Like any relationship, getting to know each other is different for everyone because - just like every parent - every baby is different, too. So try and go with the flow, and remember that by spending time with your baby, caring for them every day and always responding positively to them, you’re doing the right thing.
There are no rules when it comes to how long it takes to feel that closeness, it could take months or happen straight away soo don’t feel pressured - just keep giving your baby lots of cuddles and attention, and enjoy being with them.
If you do have any uncertainties, it always helps to talk about them. Just telling a friend what you’re worried about could help you feel much better. Your health visitor can also help you with any concerns - big or small - that you have along the way. Every parent has the same worries, so never be afraid to share your feelings.
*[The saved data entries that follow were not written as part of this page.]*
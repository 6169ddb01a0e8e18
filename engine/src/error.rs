use std::time::Duration;

use crate::controller::ControllerState;
use crate::session::WaitKind;

pub type EngineResult<T> = Result<T, EngineError>;

#[derive(Debug, thiserror::Error)]
pub enum EngineError {
    #[error("IO error: {0}")]
    Io(#[from] std::io::Error),

    #[error("Engine not found (looked for {0})")]
    EngineNotFound(String),

    #[error("Failed to spawn engine: {0}")]
    Spawn(String),

    #[error("Engine has no stdin")]
    NoStdin,

    #[error("Engine has no stdout")]
    NoStdout,

    #[error("Engine transport is not running")]
    NotStarted,

    #[error("Engine transport closed")]
    TransportClosed,

    #[error("Engine session closed while waiting")]
    SessionClosed,

    #[error("A {0} wait is already pending on this session")]
    WaitPending(WaitKind),

    #[error("Handshake timed out waiting for {kind} after {after:?}")]
    HandshakeTimedOut { kind: WaitKind, after: Duration },

    #[error("Invalid difficulty level: {0} (expected 1..=8)")]
    InvalidLevel(u8),

    #[error("Unknown variant: {0}")]
    UnknownVariant(String),

    #[error("Cannot {op} while {state}")]
    InvalidState {
        op: &'static str,
        state: ControllerState,
    },

    #[error("Engine controller has exited")]
    Exited,
}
How can I bond with my baby?
There are lots of things you can do, and they will all help to strengthen the way you interact and respond to each other. We’ve got a few ideas here, and your health visitor might have more for you too.
- Lots and lots of cuddles, and plenty of skin-to-skin contact.
- Singing songs or chatting to your baby while you’re doing things.
- Talk about what your baby is looking at - when they’re cooing or crying, they’re communicating with you!
- Make silly faces - as they get older, they’ll start copying you.
You know what’s best for your baby, so trust your instincts when it comes to responding to them. Your wee one will love it when you play with them, talk to them and read to them. And the way you understand and respond to cues fom your baby will give them a great start in life and support their development. It helps their brain grow and makes a big difference to their happiness and health. There are so many great ideas about playing, talking and reading at parentclub.scot
Ready, Steady Baby also has some easy and fun ideas to help you communicate with your baby - check them out here.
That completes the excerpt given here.